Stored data
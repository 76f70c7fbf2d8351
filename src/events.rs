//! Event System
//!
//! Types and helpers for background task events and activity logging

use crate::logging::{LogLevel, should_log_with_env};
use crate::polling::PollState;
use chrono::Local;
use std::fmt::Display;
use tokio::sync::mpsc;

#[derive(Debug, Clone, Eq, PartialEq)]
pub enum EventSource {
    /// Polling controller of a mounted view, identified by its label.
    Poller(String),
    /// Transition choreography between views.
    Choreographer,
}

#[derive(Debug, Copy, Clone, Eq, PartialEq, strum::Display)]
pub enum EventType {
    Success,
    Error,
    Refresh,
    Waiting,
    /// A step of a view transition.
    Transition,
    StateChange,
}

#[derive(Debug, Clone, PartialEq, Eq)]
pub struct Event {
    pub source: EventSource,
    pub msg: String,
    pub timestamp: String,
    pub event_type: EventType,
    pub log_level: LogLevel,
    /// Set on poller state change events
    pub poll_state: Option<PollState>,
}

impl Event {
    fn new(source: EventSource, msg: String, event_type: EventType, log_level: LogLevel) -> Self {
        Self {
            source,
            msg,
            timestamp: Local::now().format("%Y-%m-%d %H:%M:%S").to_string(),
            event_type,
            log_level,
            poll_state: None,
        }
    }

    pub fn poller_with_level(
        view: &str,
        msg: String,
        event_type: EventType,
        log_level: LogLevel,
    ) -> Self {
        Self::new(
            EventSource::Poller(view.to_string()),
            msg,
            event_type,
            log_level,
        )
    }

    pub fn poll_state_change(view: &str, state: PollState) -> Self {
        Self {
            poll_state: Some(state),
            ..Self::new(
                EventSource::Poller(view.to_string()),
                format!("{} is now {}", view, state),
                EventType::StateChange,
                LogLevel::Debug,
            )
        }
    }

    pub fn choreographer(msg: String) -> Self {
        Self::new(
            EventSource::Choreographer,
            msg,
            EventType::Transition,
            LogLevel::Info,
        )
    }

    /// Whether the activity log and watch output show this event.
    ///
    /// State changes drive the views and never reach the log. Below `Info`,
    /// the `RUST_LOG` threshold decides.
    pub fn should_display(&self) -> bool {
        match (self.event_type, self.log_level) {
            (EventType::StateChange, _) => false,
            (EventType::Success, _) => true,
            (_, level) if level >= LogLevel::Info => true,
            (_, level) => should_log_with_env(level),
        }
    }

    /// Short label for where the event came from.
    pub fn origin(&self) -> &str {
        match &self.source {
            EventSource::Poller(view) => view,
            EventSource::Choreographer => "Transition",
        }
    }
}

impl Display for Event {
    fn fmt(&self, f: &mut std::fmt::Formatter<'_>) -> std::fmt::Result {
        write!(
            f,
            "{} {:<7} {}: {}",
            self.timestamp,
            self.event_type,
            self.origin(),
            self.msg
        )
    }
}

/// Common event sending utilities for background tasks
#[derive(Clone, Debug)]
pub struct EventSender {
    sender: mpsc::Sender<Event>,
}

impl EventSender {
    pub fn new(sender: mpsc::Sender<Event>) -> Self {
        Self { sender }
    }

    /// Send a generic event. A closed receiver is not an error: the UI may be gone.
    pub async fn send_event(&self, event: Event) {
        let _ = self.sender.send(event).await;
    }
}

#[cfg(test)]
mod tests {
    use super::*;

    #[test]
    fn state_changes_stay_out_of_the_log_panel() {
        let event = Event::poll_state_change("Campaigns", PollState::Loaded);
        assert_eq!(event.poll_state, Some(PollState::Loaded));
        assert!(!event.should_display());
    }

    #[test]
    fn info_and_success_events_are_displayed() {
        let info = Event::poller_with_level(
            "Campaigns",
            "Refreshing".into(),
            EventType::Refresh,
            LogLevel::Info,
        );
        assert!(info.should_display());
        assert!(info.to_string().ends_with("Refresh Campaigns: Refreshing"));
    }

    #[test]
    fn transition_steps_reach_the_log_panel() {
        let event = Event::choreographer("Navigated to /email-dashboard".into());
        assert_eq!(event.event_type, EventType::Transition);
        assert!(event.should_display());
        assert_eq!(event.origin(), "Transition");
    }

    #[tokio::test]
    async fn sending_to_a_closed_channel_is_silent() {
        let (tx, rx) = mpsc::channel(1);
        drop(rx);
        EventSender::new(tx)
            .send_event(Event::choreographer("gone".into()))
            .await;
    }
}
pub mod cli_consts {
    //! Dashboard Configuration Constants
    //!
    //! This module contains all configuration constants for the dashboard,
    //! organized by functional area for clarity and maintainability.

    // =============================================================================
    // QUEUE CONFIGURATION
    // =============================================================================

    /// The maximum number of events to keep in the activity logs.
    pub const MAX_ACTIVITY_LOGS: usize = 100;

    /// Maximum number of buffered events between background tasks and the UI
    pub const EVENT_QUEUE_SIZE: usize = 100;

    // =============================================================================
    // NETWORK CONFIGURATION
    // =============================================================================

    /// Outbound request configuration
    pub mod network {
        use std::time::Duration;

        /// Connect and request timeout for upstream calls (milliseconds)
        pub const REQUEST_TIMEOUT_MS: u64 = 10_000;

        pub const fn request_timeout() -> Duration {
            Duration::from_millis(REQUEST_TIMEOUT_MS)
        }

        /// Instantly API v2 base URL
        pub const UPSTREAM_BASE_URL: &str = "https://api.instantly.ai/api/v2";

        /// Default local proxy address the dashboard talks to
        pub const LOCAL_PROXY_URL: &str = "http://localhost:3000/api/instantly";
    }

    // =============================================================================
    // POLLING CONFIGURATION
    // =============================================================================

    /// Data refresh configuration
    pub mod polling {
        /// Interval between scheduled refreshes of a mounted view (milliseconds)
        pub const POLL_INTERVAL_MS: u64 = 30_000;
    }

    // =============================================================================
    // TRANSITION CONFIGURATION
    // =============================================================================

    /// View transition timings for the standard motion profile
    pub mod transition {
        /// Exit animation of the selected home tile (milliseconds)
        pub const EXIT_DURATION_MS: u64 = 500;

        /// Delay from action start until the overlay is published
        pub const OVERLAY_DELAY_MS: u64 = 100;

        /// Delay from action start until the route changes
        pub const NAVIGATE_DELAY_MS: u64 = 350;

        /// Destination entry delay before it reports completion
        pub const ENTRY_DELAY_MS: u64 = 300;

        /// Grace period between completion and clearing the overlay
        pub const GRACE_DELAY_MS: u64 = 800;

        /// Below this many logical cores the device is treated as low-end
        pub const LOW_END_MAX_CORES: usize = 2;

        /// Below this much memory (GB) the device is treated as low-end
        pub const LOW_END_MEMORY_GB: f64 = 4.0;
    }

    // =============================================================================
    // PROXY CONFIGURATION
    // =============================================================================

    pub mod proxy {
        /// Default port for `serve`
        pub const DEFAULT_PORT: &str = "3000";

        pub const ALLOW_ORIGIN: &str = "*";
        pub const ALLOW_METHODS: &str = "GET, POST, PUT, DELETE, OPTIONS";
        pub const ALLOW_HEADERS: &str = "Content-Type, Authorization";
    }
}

* * *

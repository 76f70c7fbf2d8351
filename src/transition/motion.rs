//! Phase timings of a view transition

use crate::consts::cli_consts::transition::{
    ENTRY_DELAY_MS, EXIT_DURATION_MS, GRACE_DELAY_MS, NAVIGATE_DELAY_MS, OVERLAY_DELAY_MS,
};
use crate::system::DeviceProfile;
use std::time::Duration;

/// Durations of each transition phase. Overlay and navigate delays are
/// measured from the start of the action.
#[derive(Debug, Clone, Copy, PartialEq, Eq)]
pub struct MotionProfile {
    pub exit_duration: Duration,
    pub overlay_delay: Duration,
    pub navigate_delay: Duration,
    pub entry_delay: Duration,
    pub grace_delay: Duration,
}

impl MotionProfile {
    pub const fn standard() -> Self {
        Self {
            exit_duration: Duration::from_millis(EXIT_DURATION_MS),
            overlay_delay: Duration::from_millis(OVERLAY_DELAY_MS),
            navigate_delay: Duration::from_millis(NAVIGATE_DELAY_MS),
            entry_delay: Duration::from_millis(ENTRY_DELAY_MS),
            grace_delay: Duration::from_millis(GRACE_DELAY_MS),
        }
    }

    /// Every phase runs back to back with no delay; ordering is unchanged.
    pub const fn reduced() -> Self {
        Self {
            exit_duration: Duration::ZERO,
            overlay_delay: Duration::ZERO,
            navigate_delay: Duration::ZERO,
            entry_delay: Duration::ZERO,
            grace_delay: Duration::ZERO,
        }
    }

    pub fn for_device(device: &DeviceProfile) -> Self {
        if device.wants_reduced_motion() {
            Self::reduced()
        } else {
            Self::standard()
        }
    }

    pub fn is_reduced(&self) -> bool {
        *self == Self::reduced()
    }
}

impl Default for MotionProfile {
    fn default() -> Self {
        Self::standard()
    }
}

• _EXERCISE AIM_
Please go through the data and copy each line containing the word "impl".

• _EXPECTED OUTPUT_
impl Event {
impl Display for Event {
impl EventSender {
impl MotionProfile {
impl Default for MotionProfile {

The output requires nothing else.